Data entries:
◇ ◇ ◇ ◇

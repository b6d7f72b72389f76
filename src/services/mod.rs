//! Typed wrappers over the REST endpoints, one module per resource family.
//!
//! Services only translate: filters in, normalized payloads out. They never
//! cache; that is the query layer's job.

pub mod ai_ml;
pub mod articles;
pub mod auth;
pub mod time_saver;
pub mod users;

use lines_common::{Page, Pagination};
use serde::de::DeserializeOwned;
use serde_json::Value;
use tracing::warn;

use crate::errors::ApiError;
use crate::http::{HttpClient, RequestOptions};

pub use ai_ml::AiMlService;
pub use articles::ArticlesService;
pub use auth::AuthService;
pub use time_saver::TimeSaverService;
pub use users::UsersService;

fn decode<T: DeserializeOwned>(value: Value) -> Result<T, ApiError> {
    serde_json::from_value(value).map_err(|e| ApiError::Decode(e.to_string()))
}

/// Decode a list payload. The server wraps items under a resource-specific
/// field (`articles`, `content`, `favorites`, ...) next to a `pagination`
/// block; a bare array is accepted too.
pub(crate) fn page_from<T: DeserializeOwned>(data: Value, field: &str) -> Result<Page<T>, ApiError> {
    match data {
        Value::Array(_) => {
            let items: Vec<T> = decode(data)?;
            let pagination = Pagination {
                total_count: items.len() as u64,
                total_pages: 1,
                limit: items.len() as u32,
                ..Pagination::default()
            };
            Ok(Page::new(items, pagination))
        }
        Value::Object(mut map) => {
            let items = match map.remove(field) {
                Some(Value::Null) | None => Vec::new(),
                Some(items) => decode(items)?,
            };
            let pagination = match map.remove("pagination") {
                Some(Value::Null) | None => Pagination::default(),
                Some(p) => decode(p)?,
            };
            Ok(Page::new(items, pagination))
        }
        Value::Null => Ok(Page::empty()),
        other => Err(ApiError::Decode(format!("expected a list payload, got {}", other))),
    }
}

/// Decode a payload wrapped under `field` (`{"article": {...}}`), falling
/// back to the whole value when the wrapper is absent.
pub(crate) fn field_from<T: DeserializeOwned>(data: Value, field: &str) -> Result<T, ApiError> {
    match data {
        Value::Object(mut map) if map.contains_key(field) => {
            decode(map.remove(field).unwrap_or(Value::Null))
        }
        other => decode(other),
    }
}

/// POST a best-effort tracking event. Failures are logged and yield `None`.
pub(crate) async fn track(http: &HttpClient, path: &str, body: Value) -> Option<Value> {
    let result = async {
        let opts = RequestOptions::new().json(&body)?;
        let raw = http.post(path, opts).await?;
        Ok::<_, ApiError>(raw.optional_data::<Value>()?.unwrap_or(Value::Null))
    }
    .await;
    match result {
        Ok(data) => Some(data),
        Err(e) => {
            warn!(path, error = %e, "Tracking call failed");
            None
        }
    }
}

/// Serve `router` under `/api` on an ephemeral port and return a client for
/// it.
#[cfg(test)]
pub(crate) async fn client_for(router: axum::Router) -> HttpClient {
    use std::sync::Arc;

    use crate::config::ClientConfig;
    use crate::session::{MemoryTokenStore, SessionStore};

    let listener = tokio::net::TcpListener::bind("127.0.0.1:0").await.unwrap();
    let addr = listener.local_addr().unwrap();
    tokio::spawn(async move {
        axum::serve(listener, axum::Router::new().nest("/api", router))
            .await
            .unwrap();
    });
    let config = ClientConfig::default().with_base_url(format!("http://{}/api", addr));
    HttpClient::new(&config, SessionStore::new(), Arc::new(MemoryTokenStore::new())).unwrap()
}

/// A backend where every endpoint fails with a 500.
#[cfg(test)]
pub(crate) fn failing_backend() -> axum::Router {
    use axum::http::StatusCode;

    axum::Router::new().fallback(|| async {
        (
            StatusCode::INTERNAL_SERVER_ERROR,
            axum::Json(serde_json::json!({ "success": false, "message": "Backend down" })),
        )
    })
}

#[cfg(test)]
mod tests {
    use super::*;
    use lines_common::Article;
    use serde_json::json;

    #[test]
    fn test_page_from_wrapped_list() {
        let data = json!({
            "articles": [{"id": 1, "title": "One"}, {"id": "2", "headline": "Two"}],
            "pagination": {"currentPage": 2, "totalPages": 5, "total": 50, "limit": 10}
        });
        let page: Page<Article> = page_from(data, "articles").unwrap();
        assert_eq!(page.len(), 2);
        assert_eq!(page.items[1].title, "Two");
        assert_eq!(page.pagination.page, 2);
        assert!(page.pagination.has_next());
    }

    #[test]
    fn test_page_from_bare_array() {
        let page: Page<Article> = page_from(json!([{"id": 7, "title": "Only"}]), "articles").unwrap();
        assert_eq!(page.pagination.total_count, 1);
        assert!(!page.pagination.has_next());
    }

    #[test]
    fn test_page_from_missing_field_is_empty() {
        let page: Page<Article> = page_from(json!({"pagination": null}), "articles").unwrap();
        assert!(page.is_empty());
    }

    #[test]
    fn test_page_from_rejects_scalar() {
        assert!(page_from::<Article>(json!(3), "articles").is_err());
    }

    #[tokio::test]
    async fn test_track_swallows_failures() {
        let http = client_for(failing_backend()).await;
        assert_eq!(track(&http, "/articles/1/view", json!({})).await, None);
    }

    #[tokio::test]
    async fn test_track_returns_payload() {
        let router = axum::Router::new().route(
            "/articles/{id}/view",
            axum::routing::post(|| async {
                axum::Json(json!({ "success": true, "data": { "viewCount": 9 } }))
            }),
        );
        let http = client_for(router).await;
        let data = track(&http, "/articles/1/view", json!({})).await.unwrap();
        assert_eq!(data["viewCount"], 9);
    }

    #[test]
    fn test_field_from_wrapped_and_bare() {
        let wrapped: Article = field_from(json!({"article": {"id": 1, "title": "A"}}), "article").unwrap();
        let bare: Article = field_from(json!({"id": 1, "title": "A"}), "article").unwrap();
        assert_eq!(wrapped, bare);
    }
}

◇ ◇ ◇ ◇

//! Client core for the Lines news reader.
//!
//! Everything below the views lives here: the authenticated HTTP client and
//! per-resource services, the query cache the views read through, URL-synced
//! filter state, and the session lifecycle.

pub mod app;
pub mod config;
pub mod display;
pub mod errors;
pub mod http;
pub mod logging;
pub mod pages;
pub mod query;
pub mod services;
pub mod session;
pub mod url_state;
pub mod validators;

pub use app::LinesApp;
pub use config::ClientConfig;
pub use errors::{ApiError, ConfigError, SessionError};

◇ ◇ ◇ ◇

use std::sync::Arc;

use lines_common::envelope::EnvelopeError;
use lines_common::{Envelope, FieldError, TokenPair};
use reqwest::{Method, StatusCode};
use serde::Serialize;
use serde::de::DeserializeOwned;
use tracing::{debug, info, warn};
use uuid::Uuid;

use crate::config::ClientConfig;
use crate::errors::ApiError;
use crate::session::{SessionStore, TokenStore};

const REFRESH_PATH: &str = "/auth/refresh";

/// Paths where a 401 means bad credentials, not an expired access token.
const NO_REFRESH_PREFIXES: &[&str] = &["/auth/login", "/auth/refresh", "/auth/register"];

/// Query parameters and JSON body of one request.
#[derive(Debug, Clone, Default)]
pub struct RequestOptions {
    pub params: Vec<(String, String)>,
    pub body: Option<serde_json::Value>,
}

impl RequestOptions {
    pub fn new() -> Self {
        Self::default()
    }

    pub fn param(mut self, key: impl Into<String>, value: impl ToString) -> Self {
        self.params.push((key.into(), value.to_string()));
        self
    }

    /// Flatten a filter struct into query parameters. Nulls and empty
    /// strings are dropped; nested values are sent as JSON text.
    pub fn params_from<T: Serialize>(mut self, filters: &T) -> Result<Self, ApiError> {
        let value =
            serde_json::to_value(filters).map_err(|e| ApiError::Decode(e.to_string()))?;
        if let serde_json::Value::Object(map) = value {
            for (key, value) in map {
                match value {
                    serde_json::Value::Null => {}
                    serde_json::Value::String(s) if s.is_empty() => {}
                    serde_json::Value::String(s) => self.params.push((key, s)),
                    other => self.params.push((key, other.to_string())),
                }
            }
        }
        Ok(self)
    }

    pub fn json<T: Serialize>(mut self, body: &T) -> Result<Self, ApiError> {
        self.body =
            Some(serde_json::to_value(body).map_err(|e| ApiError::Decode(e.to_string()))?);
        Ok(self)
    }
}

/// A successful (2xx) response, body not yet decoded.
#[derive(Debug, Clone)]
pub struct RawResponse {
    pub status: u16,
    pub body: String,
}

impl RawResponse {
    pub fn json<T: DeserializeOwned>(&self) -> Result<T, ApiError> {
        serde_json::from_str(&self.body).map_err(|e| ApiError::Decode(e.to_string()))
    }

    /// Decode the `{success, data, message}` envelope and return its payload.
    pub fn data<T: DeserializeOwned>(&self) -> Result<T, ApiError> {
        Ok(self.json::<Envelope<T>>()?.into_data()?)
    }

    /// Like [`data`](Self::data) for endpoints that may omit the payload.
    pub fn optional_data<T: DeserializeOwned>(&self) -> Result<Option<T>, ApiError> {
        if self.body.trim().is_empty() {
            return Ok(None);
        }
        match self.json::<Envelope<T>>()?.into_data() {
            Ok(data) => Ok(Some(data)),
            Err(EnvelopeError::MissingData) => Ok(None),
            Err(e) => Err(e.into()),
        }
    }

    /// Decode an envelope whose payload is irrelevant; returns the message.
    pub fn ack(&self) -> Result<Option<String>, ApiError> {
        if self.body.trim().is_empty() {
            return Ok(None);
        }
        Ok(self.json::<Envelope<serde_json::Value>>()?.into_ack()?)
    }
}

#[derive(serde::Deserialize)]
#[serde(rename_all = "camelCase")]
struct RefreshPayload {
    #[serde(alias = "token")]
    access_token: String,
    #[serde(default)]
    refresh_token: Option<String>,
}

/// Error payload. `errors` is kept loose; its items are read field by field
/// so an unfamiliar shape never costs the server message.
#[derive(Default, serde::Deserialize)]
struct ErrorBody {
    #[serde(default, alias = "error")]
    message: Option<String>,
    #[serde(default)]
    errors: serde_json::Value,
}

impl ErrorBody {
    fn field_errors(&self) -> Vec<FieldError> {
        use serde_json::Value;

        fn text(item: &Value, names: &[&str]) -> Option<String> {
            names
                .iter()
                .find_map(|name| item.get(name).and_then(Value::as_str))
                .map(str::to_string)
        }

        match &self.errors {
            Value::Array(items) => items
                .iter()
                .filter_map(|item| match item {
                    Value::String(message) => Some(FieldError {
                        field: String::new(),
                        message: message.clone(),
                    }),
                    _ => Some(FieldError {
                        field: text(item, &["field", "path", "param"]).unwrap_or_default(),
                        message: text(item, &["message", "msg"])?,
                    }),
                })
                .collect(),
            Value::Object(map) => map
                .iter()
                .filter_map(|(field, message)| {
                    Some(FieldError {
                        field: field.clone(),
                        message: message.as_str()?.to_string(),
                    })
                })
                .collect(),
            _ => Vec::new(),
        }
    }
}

◇ ◇ ◇ ◇

*YOUR OBJECTIVE*. Return each full line of the entries that contains the word "filters".

*RESULT*.
//! Services only translate: filters in, normalized payloads out. They never
    pub fn params_from<T: Serialize>(mut self, filters: &T) -> Result<Self, ApiError> {
            serde_json::to_value(filters).map_err(|e| ApiError::Decode(e.to_string()))?;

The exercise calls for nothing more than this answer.